==== Recorded information
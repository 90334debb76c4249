// ABOUTME: Persistence abstraction for pending authorizations and sessions
// ABOUTME: Keyed CRUD trait implemented by the SQLite backend
// Licensed under the Apache License, Version 2.0 <LICENSE-APACHE or
// http://www.apache.org/licenses/LICENSE-2.0> or the MIT license
// <LICENSE-MIT or http://opensource.org/licenses/MIT>, at your
// option. This file may not be copied, modified, or distributed
// except according to those terms.

//! # Persistence Layer
//!
//! Both protocol records live exclusively in the store; callers perform
//! every expiry check on a fresh read. The store itself is a dumb keyed
//! CRUD layer — lazy-expiry deletes are the caller's job, which keeps
//! single-key reads and writes atomic without explicit locking.

use crate::models::{AuthSession, LinkedProfile, PendingAuthorization};
use anyhow::Result;
use async_trait::async_trait;

pub mod sqlite;

pub use sqlite::SqliteStore;

/// Storage interface for the two protocol record types.
///
/// One pending authorization and one session per `user_key`; upserts
/// overwrite.
#[async_trait]
pub trait LinkStore: Send + Sync {
    /// Fetch the pending authorization for a user, if any
    async fn get_pending_auth(&self, user_key: &str) -> Result<Option<PendingAuthorization>>;

    /// Create or overwrite the pending authorization for a user
    async fn upsert_pending_auth(&self, pending: &PendingAuthorization) -> Result<()>;

    /// Delete the pending authorization for a user (no-op when absent)
    async fn delete_pending_auth(&self, user_key: &str) -> Result<()>;

    /// Fetch the committed session for a user, if any
    async fn get_session(&self, user_key: &str) -> Result<Option<AuthSession>>;

    /// Create or overwrite the session for a user
    async fn upsert_session(&self, session: &AuthSession) -> Result<()>;

    /// Partially update the cached profile without touching token fields
    async fn update_session_profile(&self, user_key: &str, profile: &LinkedProfile) -> Result<()>;

    /// Delete the session for a user (no-op when absent)
    async fn delete_session(&self, user_key: &str) -> Result<()>;
}
// ABOUTME: Chat command surface mapping 1:1 onto core linking operations
// ABOUTME: Returns structured replies; the host chat framework does dispatch and rendering
// Licensed under the Apache License, Version 2.0 <LICENSE-APACHE or
// http://www.apache.org/licenses/LICENSE-2.0> or the MIT license
// <LICENSE-MIT or http://opensource.org/licenses/MIT>, at your
// option. This file may not be copied, modified, or distributed
// except according to those terms.

//! # Chat Commands
//!
//! `auth`, `auth.check`, `auth.revoke`, and `stats` as consumed by the
//! host chat framework. Each handler returns a structured reply value;
//! the formatters module turns replies and errors into localized text.
//! Auth-state errors are recovered by the caller, never crash dispatch.

use crate::chart::{PieChart, PieSection};
use crate::errors::AuthResult;
use crate::provider::{StatsData, StatsRange};
use crate::resources::ServerResources;
use chrono::{DateTime, Utc};

/// Structured outcome of a chat command, rendered by the formatters layer
#[derive(Debug, Clone)]
pub enum CommandReply {
    /// `auth`: the user should visit this authorize URL
    AuthorizeUrl {
        /// Browser-facing authorize URL with the embedded state parameter
        url: String,
    },
    /// `auth.check`: the link is valid
    AuthStatus {
        /// Linked WakaTime username, when known
        username: Option<String>,
        /// When the authorization expires
        expires_at: DateTime<Utc>,
    },
    /// `auth.revoke`: local session deleted and provider notified
    Revoked,
    /// `stats`: aggregate statistics, optionally shaped for a pie chart
    Stats {
        /// Typed subset of the provider's stats payload
        data: Box<StatsData>,
        /// Pie-chart definition when a chart section was requested
        chart: Option<PieChart>,
    },
}

/// `auth` — begin or resume the linking handshake.
///
/// # Errors
///
/// `Database` when the store fails, `Internal` when the authorize URL
/// cannot be constructed.
pub async fn auth(resources: &ServerResources, user_key: &str) -> AuthResult<CommandReply> {
    let url = resources.manager.initiate(user_key).await?;
    Ok(CommandReply::AuthorizeUrl { url })
}

/// `auth.check` — report the linked account and session expiry. Refreshes
/// the cached profile as a side effect.
///
/// # Errors
///
/// Session-guard errors when unauthenticated, `Network` when the profile
/// fetch fails.
pub async fn auth_check(resources: &ServerResources, user_key: &str) -> AuthResult<CommandReply> {
    let session = resources.manager.require_session(user_key).await?;
    let profile = resources.manager.refresh_profile(&session).await?;
    Ok(CommandReply::AuthStatus {
        username: profile.username,
        expires_at: session.expires_at,
    })
}

/// `auth.revoke` — delete the local session and notify the provider.
///
/// # Errors
///
/// Session-guard errors when unauthenticated, `Network` when the provider
/// call fails (the local deletion has already completed).
pub async fn auth_revoke(resources: &ServerResources, user_key: &str) -> AuthResult<CommandReply> {
    resources.manager.revoke(user_key).await?;
    Ok(CommandReply::Revoked)
}

/// `stats [--range R] [--graph [SECTION]]` — pass-through statistics
/// query. `--graph` without a section charts languages
/// ([`PieSection::default`]); any of the four section keys can be named
/// explicitly.
///
/// # Errors
///
/// Session-guard errors when unauthenticated, `Network` when the stats
/// fetch fails.
pub async fn stats(
    resources: &ServerResources,
    user_key: &str,
    range: StatsRange,
    graph: Option<PieSection>,
) -> AuthResult<CommandReply> {
    let session = resources.manager.require_session(user_key).await?;
    let data = resources
        .manager
        .provider()
        .stats(&session.access_token, range)
        .await?;

    let chart = graph.map(|section| PieChart::from_stats(&data, section));

    Ok(CommandReply::Stats {
        data: Box::new(data),
        chart,
    })
}
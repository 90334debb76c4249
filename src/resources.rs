// ABOUTME: Shared server resources handed to routes and command handlers
// ABOUTME: Explicit dependency injection instead of ambient global context
// Licensed under the Apache License, Version 2.0 <LICENSE-APACHE or
// http://www.apache.org/licenses/LICENSE-2.0> or the MIT license
// <LICENSE-MIT or http://opensource.org/licenses/MIT>, at your
// option. This file may not be copied, modified, or distributed
// except according to those terms.

//! Shared resources constructed once at startup

use crate::config::ServerConfig;
use crate::database::LinkStore;
use crate::oauth::AuthManager;
use crate::provider::WakaTimeClient;
use std::sync::Arc;

/// Everything a request handler needs, built once and shared via `Arc`
pub struct ServerResources {
    /// The linking-protocol manager
    pub manager: AuthManager,
    /// Server configuration
    pub config: ServerConfig,
}

impl ServerResources {
    /// Assemble resources from explicit store, provider, and config handles
    #[must_use]
    pub fn new(store: Arc<dyn LinkStore>, provider: WakaTimeClient, config: ServerConfig) -> Self {
        Self {
            manager: AuthManager::new(store, provider, config.clone()),
            config,
        }
    }
}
========
• **Aim of the task**
Exact copies of all the records are required.

• **Result of this exercise**
repository 90334debb76c4249
// ABOUTME: Persistence abstraction for pending authorizations and sessions
// ABOUTME: Keyed CRUD trait implemented by the SQLite backend
// Licensed under the Apache License, Version 2.0 <LICENSE-APACHE or
// http://www.apache.org/licenses/LICENSE-2.0> or the MIT license
// <LICENSE-MIT or http://opensource.org/licenses/MIT>, at your
// option. This file may not be copied, modified, or distributed
// except according to those terms.

//! # Persistence Layer
//!
//! Both protocol records live exclusively in the store; callers perform
//! every expiry check on a fresh read. The store itself is a dumb keyed
//! CRUD layer — lazy-expiry deletes are the caller's job, which keeps
//! single-key reads and writes atomic without explicit locking.

use crate::models::{AuthSession, LinkedProfile, PendingAuthorization};
use anyhow::Result;
use async_trait::async_trait;

pub mod sqlite;

pub use sqlite::SqliteStore;

/// Storage interface for the two protocol record types.
///
/// One pending authorization and one session per `user_key`; upserts
/// overwrite.
#[async_trait]
pub trait LinkStore: Send + Sync {
    /// Fetch the pending authorization for a user, if any
    async fn get_pending_auth(&self, user_key: &str) -> Result<Option<PendingAuthorization>>;

    /// Create or overwrite the pending authorization for a user
    async fn upsert_pending_auth(&self, pending: &PendingAuthorization) -> Result<()>;

    /// Delete the pending authorization for a user (no-op when absent)
    async fn delete_pending_auth(&self, user_key: &str) -> Result<()>;

    /// Fetch the committed session for a user, if any
    async fn get_session(&self, user_key: &str) -> Result<Option<AuthSession>>;

    /// Create or overwrite the session for a user
    async fn upsert_session(&self, session: &AuthSession) -> Result<()>;

    /// Partially update the cached profile without touching token fields
    async fn update_session_profile(&self, user_key: &str, profile: &LinkedProfile) -> Result<()>;

    /// Delete the session for a user (no-op when absent)
    async fn delete_session(&self, user_key: &str) -> Result<()>;
}
// ABOUTME: Chat command surface mapping 1:1 onto core linking operations
// ABOUTME: Returns structured replies; the host chat framework does dispatch and rendering
// Licensed under the Apache License, Version 2.0 <LICENSE-APACHE or
// http://www.apache.org/licenses/LICENSE-2.0> or the MIT license
// <LICENSE-MIT or http://opensource.org/licenses/MIT>, at your
// option. This file may not be copied, modified, or distributed
// except according to those terms.

//! # Chat Commands
//!
//! `auth`, `auth.check`, `auth.revoke`, and `stats` as consumed by the
//! host chat framework. Each handler returns a structured reply value;
//! the formatters module turns replies and errors into localized text.
//! Auth-state errors are recovered by the caller, never crash dispatch.

use crate::chart::{PieChart, PieSection};
use crate::errors::AuthResult;
use crate::provider::{StatsData, StatsRange};
use crate::resources::ServerResources;
use chrono::{DateTime, Utc};

/// Structured outcome of a chat command, rendered by the formatters layer
#[derive(Debug, Clone)]
pub enum CommandReply {
    /// `auth`: the user should visit this authorize URL
    AuthorizeUrl {
        /// Browser-facing authorize URL with the embedded state parameter
        url: String,
    },
    /// `auth.check`: the link is valid
    AuthStatus {
        /// Linked WakaTime username, when known
        username: Option<String>,
        /// When the authorization expires
        expires_at: DateTime<Utc>,
    },
    /// `auth.revoke`: local session deleted and provider notified
    Revoked,
    /// `stats`: aggregate statistics, optionally shaped for a pie chart
    Stats {
        /// Typed subset of the provider's stats payload
        data: Box<StatsData>,
        /// Pie-chart definition when a chart section was requested
        chart: Option<PieChart>,
    },
}

/// `auth` — begin or resume the linking handshake.
///
/// # Errors
///
/// `Database` when the store fails, `Internal` when the authorize URL
/// cannot be constructed.
pub async fn auth(resources: &ServerResources, user_key: &str) -> AuthResult<CommandReply> {
    let url = resources.manager.initiate(user_key).await?;
    Ok(CommandReply::AuthorizeUrl { url })
}

/// `auth.check` — report the linked account and session expiry. Refreshes
/// the cached profile as a side effect.
///
/// # Errors
///
/// Session-guard errors when unauthenticated, `Network` when the profile
/// fetch fails.
pub async fn auth_check(resources: &ServerResources, user_key: &str) -> AuthResult<CommandReply> {
    let session = resources.manager.require_session(user_key).await?;
    let profile = resources.manager.refresh_profile(&session).await?;
    Ok(CommandReply::AuthStatus {
        username: profile.username,
        expires_at: session.expires_at,
    })
}

/// `auth.revoke` — delete the local session and notify the provider.
///
/// # Errors
///
/// Session-guard errors when unauthenticated, `Network` when the provider
/// call fails (the local deletion has already completed).
pub async fn auth_revoke(resources: &ServerResources, user_key: &str) -> AuthResult<CommandReply> {
    resources.manager.revoke(user_key).await?;
    Ok(CommandReply::Revoked)
}

/// `stats [--range R] [--graph [SECTION]]` — pass-through statistics
/// query. `--graph` without a section charts languages
/// ([`PieSection::default`]); any of the four section keys can be named
/// explicitly.
///
/// # Errors
///
/// Session-guard errors when unauthenticated, `Network` when the stats
/// fetch fails.
pub async fn stats(
    resources: &ServerResources,
    user_key: &str,
    range: StatsRange,
    graph: Option<PieSection>,
) -> AuthResult<CommandReply> {
    let session = resources.manager.require_session(user_key).await?;
    let data = resources
        .manager
        .provider()
        .stats(&session.access_token, range)
        .await?;

    let chart = graph.map(|section| PieChart::from_stats(&data, section));

    Ok(CommandReply::Stats {
        data: Box::new(data),
        chart,
    })
}
repository 90334debb76c4249
filename src/resources.rs
// ABOUTME: Shared server resources handed to routes and command handlers
// ABOUTME: Explicit dependency injection instead of ambient global context
// Licensed under the Apache License, Version 2.0 <LICENSE-APACHE or
// http://www.apache.org/licenses/LICENSE-2.0> or the MIT license
// <LICENSE-MIT or http://opensource.org/licenses/MIT>, at your
// option. This file may not be copied, modified, or distributed
// except according to those terms.

//! Shared resources constructed once at startup

use crate::config::ServerConfig;
use crate::database::LinkStore;
use crate::oauth::AuthManager;
use crate::provider::WakaTimeClient;
use std::sync::Arc;

/// Everything a request handler needs, built once and shared via `Arc`
pub struct ServerResources {
    /// The linking-protocol manager
    pub manager: AuthManager,
    /// Server configuration
    pub config: ServerConfig,
}

impl ServerResources {
    /// Assemble resources from explicit store, provider, and config handles
    #[must_use]
    pub fn new(store: Arc<dyn LinkStore>, provider: WakaTimeClient, config: ServerConfig) -> Self {
        Self {
            manager: AuthManager::new(store, provider, config.clone()),
            config,
        }
    }
}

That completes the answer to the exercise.